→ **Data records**
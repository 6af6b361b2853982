//! Error taxonomy for the processing core.
//!
//! Validation failures abort before any processing starts; degenerate
//! loudness and peak overflow are recovered in-place by the pipeline and
//! reported as part of normal output, never through these variants.

use thiserror::Error;

pub type Result<T> = std::result::Result<T, PipelineError>;

#[derive(Error, Debug)]
pub enum PipelineError {
    /// Sample rate must be a positive number of Hz.
    #[error("Invalid sample rate: {0} Hz (must be > 0)")]
    InvalidSampleRate(u32),

    /// At least one channel is required.
    #[error("Invalid channel count: {0} (must be >= 1)")]
    InvalidChannelCount(usize),

    /// Interleaved buffer length must be a whole number of frames.
    #[error("Sample buffer length {len} is not a multiple of {channels} channels")]
    RaggedBuffer { len: usize, channels: usize },

    /// NaN or infinite amplitude in the input.
    #[error("Non-finite sample at frame {frame}, channel {channel}")]
    NonFiniteSample { frame: usize, channel: usize },

    /// A compressor or normalizer parameter is out of its documented bound.
    #[error("Invalid parameter {name} = {value} ({requirement})")]
    InvalidParameter {
        name: &'static str,
        value: f64,
        requirement: &'static str,
    },
}

impl PipelineError {
    pub fn invalid_parameter(name: &'static str, value: f64, requirement: &'static str) -> Self {
        PipelineError::InvalidParameter {
            name,
            value,
            requirement,
        }
    }
}
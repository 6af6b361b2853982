use crate::level::{linear_to_db, LEVEL_FLOOR_DB};

/// Smoothing time constant for the mean-square follower. Short enough to
/// track program material, long enough to read RMS rather than peaks.
const RMS_TIME_MS: f64 = 10.0;

/// Single-pole mean-square envelope follower.
///
/// Tracks a short-term RMS-like level of the detection signal. Causal:
/// each step uses only the current sample and the previous state. Starts
/// from zero, so an all-silence input stays at the level floor.
pub struct EnvelopeDetector {
    mean_square: f64,
    coeff: f64,
}

impl EnvelopeDetector {
    pub fn new(sample_rate: u32) -> Self {
        EnvelopeDetector {
            mean_square: 0.0,
            coeff: time_constant_coeff(RMS_TIME_MS, sample_rate),
        }
    }

    /// Advances the follower by one sample and returns the current level in
    /// dBFS, floored at -100 dB.
    pub fn step(&mut self, sample: f64) -> f64 {
        let squared = sample * sample;
        self.mean_square = squared + self.coeff * (self.mean_square - squared);
        // mean-square -> RMS dB: 10*log10(ms) == 20*log10(rms)
        if self.mean_square <= 0.0 {
            LEVEL_FLOOR_DB
        } else {
            linear_to_db(self.mean_square.sqrt())
        }
    }
}

/// One-pole coefficient for a time constant in milliseconds; the response
/// covers ~63% of a step within one time constant.
pub fn time_constant_coeff(time_ms: f64, sample_rate: u32) -> f64 {
    (-1.0 / (sample_rate as f64 * time_ms / 1000.0)).exp()
}

#[cfg(test)]
mod tests {
    use super::*;

    #[test]
    fn silence_stays_at_floor() {
        let mut env = EnvelopeDetector::new(44100);
        for _ in 0..1000 {
            let level = env.step(0.0);
            assert_eq!(level, LEVEL_FLOOR_DB);
            assert!(level.is_finite());
        }
    }

    #[test]
    fn settles_near_dc_level() {
        let mut env = EnvelopeDetector::new(44100);
        let mut level = LEVEL_FLOOR_DB;
        // 0.5 amplitude DC: RMS is 0.5 -> about -6.02 dB
        for _ in 0..44100 {
            level = env.step(0.5);
        }
        assert!((level - (-6.0206)).abs() < 0.05, "level = {}", level);
    }

    #[test]
    fn rises_smoothly_on_transient() {
        let mut env = EnvelopeDetector::new(44100);
        env.step(0.0);
        // A full-scale transient must not be tracked instantaneously.
        let level = env.step(1.0);
        assert!(level < -10.0, "tracked transient too fast: {} dB", level);
    }

    #[test]
    fn monotonic_under_constant_input() {
        let mut env = EnvelopeDetector::new(44100);
        let mut prev = env.step(0.8);
        for _ in 0..500 {
            let next = env.step(0.8);
            assert!(next >= prev - 1e-9);
            prev = next;
        }
    }
}
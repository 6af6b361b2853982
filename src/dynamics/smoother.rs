use super::envelope::time_constant_coeff;

/// Attack/release smoother over the gain-reduction signal.
///
/// First-order exponential filter with asymmetric time constants: moves
/// toward targets asking for more attenuation at the attack rate and toward
/// targets asking for less at the release rate. Holds one scalar state (the
/// currently applied reduction in dB) and never overshoots the target.
pub struct GainSmoother {
    state_db: f64,
    attack_coeff: f64,
    release_coeff: f64,
}

impl GainSmoother {
    pub fn new(attack_ms: f64, release_ms: f64, sample_rate: u32) -> Self {
        GainSmoother {
            state_db: 0.0,
            attack_coeff: time_constant_coeff(attack_ms, sample_rate),
            release_coeff: time_constant_coeff(release_ms, sample_rate),
        }
    }

    /// Advances one sample toward `target_db` and returns the smoothed
    /// reduction.
    pub fn step(&mut self, target_db: f64) -> f64 {
        let coeff = if target_db < self.state_db {
            self.attack_coeff
        } else {
            self.release_coeff
        };
        self.state_db = target_db + coeff * (self.state_db - target_db);
        self.state_db
    }
}
use super::CompressorParams;

/// Soft-knee gain computer: maps an input level in dBFS to the gain
/// reduction in dB that the compressor curve asks for. Pure function of the
/// parameters; always <= 0.
///
/// Below `threshold - knee/2` no reduction is applied, above
/// `threshold + knee/2` the full ratio applies, and inside the knee a
/// quadratic ramp keeps both the value and the slope continuous at the
/// knee edges. A zero knee degenerates to a hard corner at the threshold.
pub fn gain_reduction_db(level_db: f64, params: &CompressorParams) -> f64 {
    let slope = 1.0 - 1.0 / params.ratio;
    let knee_start = params.threshold_db - params.knee_db / 2.0;
    let knee_end = params.threshold_db + params.knee_db / 2.0;

    if level_db < knee_start {
        0.0
    } else if level_db > knee_end {
        -(level_db - params.threshold_db) * slope
    } else if params.knee_db > 0.0 {
        let overshoot = level_db - knee_start;
        -slope * overshoot * overshoot / (2.0 * params.knee_db)
    } else {
        // knee == 0 and level == threshold exactly
        0.0
    }
}

#[cfg(test)]
mod tests {
    use super::*;

    fn params(threshold_db: f64, ratio: f64, knee_db: f64) -> CompressorParams {
        CompressorParams::new(threshold_db, ratio, knee_db, 5.0, 50.0).unwrap()
    }

    #[test]
    fn no_reduction_below_knee() {
        let p = params(-20.0, 4.0, 6.0);
        assert_eq!(gain_reduction_db(-40.0, &p), 0.0);
        assert_eq!(gain_reduction_db(-23.1, &p), 0.0);
    }

    #[test]
    fn full_ratio_above_knee() {
        let p = params(-20.0, 4.0, 0.0);
        // 10 dB over threshold at 4:1 -> 7.5 dB of reduction
        let gr = gain_reduction_db(-10.0, &p);
        assert!((gr - (-7.5)).abs() < 1e-9, "gr = {}", gr);
    }

    #[test]
    fn never_amplifies() {
        let p = params(-20.0, 4.0, 6.0);
        let mut level = -100.0;
        while level <= 20.0 {
            assert!(gain_reduction_db(level, &p) <= 0.0, "level {}", level);
            level += 0.1;
        }
    }

    #[test]
    fn continuous_at_knee_edges() {
        let p = params(-20.0, 4.0, 6.0);
        let eps = 1e-6;
        for edge in [-23.0, -17.0] {
            let below = gain_reduction_db(edge - eps, &p);
            let above = gain_reduction_db(edge + eps, &p);
            assert!((below - above).abs() < 1e-4, "value jump at {}", edge);
        }
    }

    #[test]
    fn slope_continuous_at_knee_edges() {
        let p = params(-20.0, 4.0, 6.0);
        let h = 1e-4;
        for edge in [-23.0, -17.0] {
            let slope_below =
                (gain_reduction_db(edge, &p) - gain_reduction_db(edge - h, &p)) / h;
            let slope_above =
                (gain_reduction_db(edge + h, &p) - gain_reduction_db(edge, &p)) / h;
            assert!(
                (slope_below - slope_above).abs() < 1e-2,
                "slope jump at {}: {} vs {}",
                edge,
                slope_below,
                slope_above
            );
        }
    }

    #[test]
    fn hard_knee_has_corner_at_threshold() {
        let p = params(-20.0, 2.0, 0.0);
        assert_eq!(gain_reduction_db(-20.0, &p), 0.0);
        let just_above = gain_reduction_db(-19.9, &p);
        assert!((just_above - (-0.05)).abs() < 1e-9);
    }

    #[test]
    fn knee_midpoint_matches_quadratic() {
        let p = params(-20.0, 4.0, 6.0);
        // At threshold (knee midpoint): -(1-1/4) * 3^2 / 12 = -0.5625
        let gr = gain_reduction_db(-20.0, &p);
        assert!((gr - (-0.5625)).abs() < 1e-9, "gr = {}", gr);
    }

    #[test]
    fn unity_ratio_is_transparent() {
        let p = params(-20.0, 1.0, 6.0);
        for level in [-40.0, -20.0, -5.0, 0.0] {
            assert_eq!(gain_reduction_db(level, &p), 0.0);
        }
    }
}
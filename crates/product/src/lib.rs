pub mod abstract_trait;
pub mod config;
pub mod di;
pub mod domain;
pub mod handler;
pub mod http_client;
pub mod model;
pub mod repository;
pub mod service;
pub mod state;
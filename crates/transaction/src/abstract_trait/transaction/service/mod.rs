mod command;
mod query;

pub use self::command::{DynTransactionCommandService, TransactionCommandServiceTrait};
pub use self::query::{DynTransactionQueryService, TransactionQueryServiceTrait};
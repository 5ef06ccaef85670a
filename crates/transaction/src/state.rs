use crate::{
    config::Config,
    di::{DependenciesInject, DependenciesInjectDeps},
};
use anyhow::Result;
use prometheus_client::registry::Registry;
use shared::{
    config::ConnectionPool,
    utils::{SystemMetrics, run_metrics_collector},
};
use std::{fmt, sync::Arc};
use tokio::sync::Mutex;

#[derive(Clone)]
pub struct AppState {
    pub di_container: DependenciesInject,
    pub registry: Arc<Mutex<Registry>>,
    pub system_metrics: Arc<SystemMetrics>,
}

impl fmt::Debug for AppState {
    fn fmt(&self, f: &mut fmt::Formatter<'_>) -> fmt::Result {
        f.debug_struct("AppState")
            .field("system_metrics", &self.system_metrics)
            .finish()
    }
}

impl AppState {
    pub fn new(pool: ConnectionPool, config: &Config) -> Result<Self> {
        let mut registry = Registry::default();
        let system_metrics = Arc::new(SystemMetrics::new());

        let deps = DependenciesInjectDeps {
            pool,
            http_client: reqwest::Client::new(),
            product_service_url: config.product_service_url.clone(),
        };

        let di_container = DependenciesInject::new(deps, &mut registry);

        system_metrics.register(&mut registry);

        tokio::spawn(run_metrics_collector(system_metrics.clone()));

        Ok(Self {
            di_container,
            registry: Arc::new(Mutex::new(registry)),
            system_metrics,
        })
    }
}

→ **YOUR GOAL**
Count the lines in the records above that contain the word "usize", and report only that number.

→ **RESPONSE AREA**
3